There are two obvious problems with swearing other parties to secrecy. First, from the opposition point of view the issue itself – what the government did or did not know about the treatment of detainees and the lengths it is going to keep everything secret – has become such a valuable political mine that they may not want to forgo the traction they have made painting Harper as a control freak with something big to hide.

From Harper’s point of view his reluctance – apart from being seen to lose to Milliken – will be grounded in his minority status. If there is a committee set up to deal with the entire file, opposition MPs on that committee would out-number the Tories and could therefore out-vote them to release information. That, however, is always the risk when running a minority government, so it is difficult to feel too sorry for Harper on that count.

The information may be messy and very unhelpful to Harper, as the litany of corrections and misunderstandings on just who knew what and when has so far proven when raised in the House. At this stage only Harper’s tight coterie knows how unhelpful all that blacked out stuff actually is, because documents made available to MPs investigating the allegations have so far been so heavily redacted as to render them nonsensical. Farcical even. Such behaviour by Harper’s censors also highlights once again the arrogance of a Prime Minister who at every turn refuses to be held to account.

Secrecy saturates his government as journalists, businesses and general members of the public know through often ignored requests for official information. The Opposition of course likes painting Harper as the great conspirator. Equally Harper finds fertile ground in painting his opponents as risks to national security, and on it goes.

However the Milliken decision is a call to them all to grow up. In that, it is healthy for democracy because it goes to the very heart of the supremacy of Parliament and the accountability of government. But growing up in a parliamentary sense means compromise and the will or wit to find solutions. Will and wit are usually bested by outright partisan self-interest as has been the case with this issue to date, and true to form, partisan self-interest in hung parliaments is very complicated.

Not known for compromise, Harper could fight the Milliken ruling and force a vote of confidence in the House. To survive that he would need one of the three opposition parties to support him and in so doing join a giant one fingered salute to Westminster style parliamentary process. Not an attractive prospect for an opposition party leader and neither is yet another election. It is difficult to conceive of a more fundamental and principled position on which to fight an election, but in reality parliamentary supremacy may not be sexy enough to woo voters.

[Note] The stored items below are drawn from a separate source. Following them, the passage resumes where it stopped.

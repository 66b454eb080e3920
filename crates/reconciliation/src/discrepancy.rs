//! Per-product discrepancy arithmetic.

use rust_decimal::Decimal;
use tracing::debug;

use shrinkwatch_inventory::Product;

use crate::error::ReconciliationError;
use crate::model::{DiscrepancyResult, FailedProduct};

/// Compute expected remaining, discrepancy and loss for a single product.
///
/// Fails with [`ReconciliationError::InvalidProductState`] when `sold > total`;
/// the value is never clamped.
pub fn compute_discrepancy(product: &Product) -> Result<DiscrepancyResult, ReconciliationError> {
    let expected_remaining =
        product
            .expected_remaining()
            .ok_or_else(|| ReconciliationError::InvalidProductState {
                product_id: product.id.clone(),
                total: product.total,
                sold: product.sold,
            })?;

    product
        .validate()
        .map_err(|e| ReconciliationError::invalid_data(&product.id, e.to_string()))?;

    let discrepancy = i64::try_from(i128::from(expected_remaining) - i128::from(product.actual_remaining))
        .map_err(|_| ReconciliationError::invalid_data(&product.id, "discrepancy exceeds i64 range"))?;

    let loss = if discrepancy > 0 {
        Decimal::from(discrepancy)
            .checked_mul(product.price)
            .ok_or_else(|| ReconciliationError::invalid_data(&product.id, "loss exceeds decimal range"))?
    } else {
        Decimal::ZERO
    };

    debug!(product = %product.id, expected_remaining, discrepancy, %loss, "computed discrepancy");

    Ok(DiscrepancyResult {
        product_id: product.id.clone(),
        expected_remaining,
        discrepancy,
        loss,
    })
}

/// Best-effort evaluation of a product collection.
#[derive(Debug, Clone, Default)]
pub struct DiscrepancyBatch<'a> {
    /// Products whose computation succeeded, in input order.
    pub evaluated: Vec<(&'a Product, DiscrepancyResult)>,
    /// Products whose computation failed, in input order.
    pub failed: Vec<FailedProduct>,
}

impl<'a> DiscrepancyBatch<'a> {
    pub fn results(&self) -> impl Iterator<Item = &DiscrepancyResult> {
        self.evaluated.iter().map(|(_, r)| r)
    }

    pub fn is_complete(&self) -> bool {
        self.failed.is_empty()
    }
}

/// Compute every product's discrepancy; a failing product never aborts the rest.
pub fn compute_batch(products: &[Product]) -> DiscrepancyBatch<'_> {
    let mut batch = DiscrepancyBatch {
        evaluated: Vec::with_capacity(products.len()),
        failed: Vec::new(),
    };

    for product in products {
        match compute_discrepancy(product) {
            Ok(result) => batch.evaluated.push((product, result)),
            Err(err) => batch.failed.push(FailedProduct::new(product.id.clone(), &err)),
        }
    }

    batch
}
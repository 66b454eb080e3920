//! Tracing/logging initialization.
//!
//! Filtering comes from `RUST_LOG` (default `info`); the output format from
//! `SHRINKWATCH_LOG_FORMAT` (`json` by default, `pretty` for local runs).

use tracing_subscriber::EnvFilter;

pub const LOG_FORMAT_VAR: &str = "SHRINKWATCH_LOG_FORMAT";

#[derive(Debug, Copy, Clone, Default, PartialEq, Eq)]
pub enum LogFormat {
    #[default]
    Json,
    Pretty,
}

impl LogFormat {
    pub fn from_env() -> Self {
        match std::env::var(LOG_FORMAT_VAR) {
            Ok(v) if v.eq_ignore_ascii_case("pretty") => LogFormat::Pretty,
            _ => LogFormat::Json,
        }
    }
}

/// Initialize tracing/logging for the process.
///
/// Safe to call multiple times (subsequent calls are no-ops).
pub fn init() {
    init_with(LogFormat::from_env());
}

pub fn init_with(format: LogFormat) {
    let filter = EnvFilter::try_from_default_env().unwrap_or_else(|_| EnvFilter::new("info"));

    // Logs go to stderr so stdout stays clean for reports.
    let builder = tracing_subscriber::fmt()
        .with_env_filter(filter)
        .with_writer(std::io::stderr)
        .with_target(false);

    let _ = match format {
        LogFormat::Json => builder
            .json()
            .with_timer(tracing_subscriber::fmt::time::SystemTime)
            .try_init(),
        LogFormat::Pretty => builder.pretty().try_init(),
    };
}

#[cfg(test)]
mod tests {
    use super::*;

    #[test]
    fn init_is_idempotent() {
        init_with(LogFormat::Pretty);
        init_with(LogFormat::Json);
        ::tracing::info!("still alive");
    }
}
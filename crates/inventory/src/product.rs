use rust_decimal::Decimal;
use serde::{Deserialize, Serialize};

use shrinkwatch_core::{DomainError, DomainResult, Entity, InventoryId, ProductId, SupplierId};

/// A product's lifecycle counters as reported by the inventory backend.
///
/// Counters are unsigned, so a negative count cannot be represented and is
/// rejected at deserialization instead of being coerced.
#[derive(Debug, Clone, PartialEq, Eq, Serialize, Deserialize)]
#[serde(rename_all = "camelCase")]
pub struct Product {
    pub id: ProductId,
    #[serde(default)]
    pub name: String,
    /// Units ever received.
    pub total: u64,
    /// Units sold (must not exceed `total`).
    pub sold: u64,
    /// Units physically counted on shelf / in storage.
    #[serde(alias = "actual_remaining")]
    pub actual_remaining: u64,
    /// Unit price used for loss valuation. Must be a JSON number; quoted
    /// strings are rejected rather than coerced.
    #[serde(with = "rust_decimal::serde::float")]
    pub price: Decimal,
    #[serde(default, skip_serializing_if = "Option::is_none")]
    pub rfid: Option<String>,
    #[serde(default, skip_serializing_if = "Option::is_none")]
    pub supplier_id: Option<SupplierId>,
    pub inventory_id: InventoryId,
}

impl Product {
    /// Create a product with zeroed counters and price.
    pub fn new(
        id: impl Into<ProductId>,
        inventory_id: impl Into<InventoryId>,
        name: impl Into<String>,
    ) -> Self {
        Self {
            id: id.into(),
            name: name.into(),
            total: 0,
            sold: 0,
            actual_remaining: 0,
            price: Decimal::ZERO,
            rfid: None,
            supplier_id: None,
            inventory_id: inventory_id.into(),
        }
    }

    pub fn with_counts(mut self, total: u64, sold: u64, actual_remaining: u64) -> Self {
        self.total = total;
        self.sold = sold;
        self.actual_remaining = actual_remaining;
        self
    }

    pub fn with_price(mut self, price: Decimal) -> Self {
        self.price = price;
        self
    }

    pub fn with_rfid(mut self, rfid: impl Into<String>) -> Self {
        self.rfid = Some(rfid.into());
        self
    }

    pub fn with_supplier(mut self, supplier_id: impl Into<SupplierId>) -> Self {
        self.supplier_id = Some(supplier_id.into());
        self
    }

    /// Units that should be on hand absent loss (`total - sold`).
    ///
    /// `None` when `sold > total`, which means the upstream counters are corrupt.
    pub fn expected_remaining(&self) -> Option<u64> {
        self.total.checked_sub(self.sold)
    }

    /// Boundary validation for fields the type system cannot constrain.
    pub fn validate(&self) -> DomainResult<()> {
        if self.id.as_str().trim().is_empty() {
            return Err(DomainError::invalid_id("product id cannot be empty"));
        }
        if self.price < Decimal::ZERO {
            return Err(DomainError::validation(format!(
                "price cannot be negative (got {})",
                self.price
            )));
        }
        Ok(())
    }
}

impl Entity for Product {
    type Id = ProductId;

    fn id(&self) -> &Self::Id {
        &self.id
    }
}
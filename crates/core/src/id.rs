//! Strongly-typed identifiers used across the domain.
//!
//! Product, inventory and supplier identifiers are owned by the upstream
//! backend and are opaque to this workspace (e.g. `"prod1"`, `"inv1"`), so
//! they wrap a `String`. Reports generated by the engine get their own
//! time-ordered UUID.

use core::str::FromStr;
use serde::{Deserialize, Serialize};
use uuid::Uuid;

use crate::error::DomainError;

/// Identifier of a product (unique within an inventory).
#[derive(Debug, Clone, PartialEq, Eq, PartialOrd, Ord, Hash, Serialize, Deserialize)]
#[serde(transparent)]
pub struct ProductId(String);

/// Identifier of an inventory (warehouse / store boundary).
#[derive(Debug, Clone, PartialEq, Eq, PartialOrd, Ord, Hash, Serialize, Deserialize)]
#[serde(transparent)]
pub struct InventoryId(String);

/// Identifier of a supplier.
#[derive(Debug, Clone, PartialEq, Eq, PartialOrd, Ord, Hash, Serialize, Deserialize)]
#[serde(transparent)]
pub struct SupplierId(String);

macro_rules! impl_string_newtype {
    ($t:ty, $name:literal) => {
        impl $t {
            /// Wrap an upstream identifier without validation.
            ///
            /// Use `str::parse` when the value comes from user input.
            pub fn new(value: impl Into<String>) -> Self {
                Self(value.into())
            }

            pub fn as_str(&self) -> &str {
                &self.0
            }
        }

        impl core::fmt::Display for $t {
            fn fmt(&self, f: &mut core::fmt::Formatter<'_>) -> core::fmt::Result {
                f.write_str(&self.0)
            }
        }

        impl From<&str> for $t {
            fn from(value: &str) -> Self {
                Self(value.to_string())
            }
        }

        impl From<String> for $t {
            fn from(value: String) -> Self {
                Self(value)
            }
        }

        impl AsRef<str> for $t {
            fn as_ref(&self) -> &str {
                &self.0
            }
        }

        impl FromStr for $t {
            type Err = DomainError;

            fn from_str(s: &str) -> Result<Self, Self::Err> {
                let trimmed = s.trim();
                if trimmed.is_empty() {
                    return Err(DomainError::invalid_id(format!("{}: empty identifier", $name)));
                }
                Ok(Self(trimmed.to_string()))
            }
        }
    };
}

impl_string_newtype!(ProductId, "ProductId");
impl_string_newtype!(InventoryId, "InventoryId");
impl_string_newtype!(SupplierId, "SupplierId");

/// Identifier of a generated inventory report.
#[derive(Debug, Copy, Clone, PartialEq, Eq, Hash, Serialize, Deserialize)]
#[serde(transparent)]
pub struct ReportId(Uuid);

impl ReportId {
    /// Create a new identifier.
    ///
    /// Uses UUIDv7 (time-ordered). Prefer passing IDs explicitly in tests
    /// for determinism.
    pub fn new() -> Self {
        Self(Uuid::now_v7())
    }

    pub fn from_uuid(uuid: Uuid) -> Self {
        Self(uuid)
    }

    pub fn as_uuid(&self) -> &Uuid {
        &self.0
    }
}

impl Default for ReportId {
    fn default() -> Self {
        Self::new()
    }
}

impl core::fmt::Display for ReportId {
    fn fmt(&self, f: &mut core::fmt::Formatter<'_>) -> core::fmt::Result {
        core::fmt::Display::fmt(&self.0, f)
    }
}

impl FromStr for ReportId {
    type Err = DomainError;

    fn from_str(s: &str) -> Result<Self, Self::Err> {
        let uuid =
            Uuid::from_str(s).map_err(|e| DomainError::invalid_id(format!("ReportId: {e}")))?;
        Ok(Self(uuid))
    }
}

As for the military Harper says he is protecting, the country’s top general Walter Natynczyk has told the CBC that he’s not worried about MPs seeing the documentation at the heart of this imbroglio. The general admits the troops are not perfect, but they are doing a fine job, and when they get it wrong they go on trial.

So Milliken’s decision, which has implications for all Westminster-style parliaments is being roundly hailed as a thoughtful, reasoned, intelligent and groundbreaking solution to months of power politics and stonewalling. Milliken’s aim is to avert a potential crisis for this system of democracy and by the end of the week, or soon after, he will get his answer.

Can the inhabitants of the most expensive kindergarten in the country learn to play together and trust each other for the good of that country or, will Harper take it to the brink by gambling on possible legal avenues to establish his supremacy over parliament? If he does, politics in “have a nice day” Canada will become officially and irrecoverably ugly.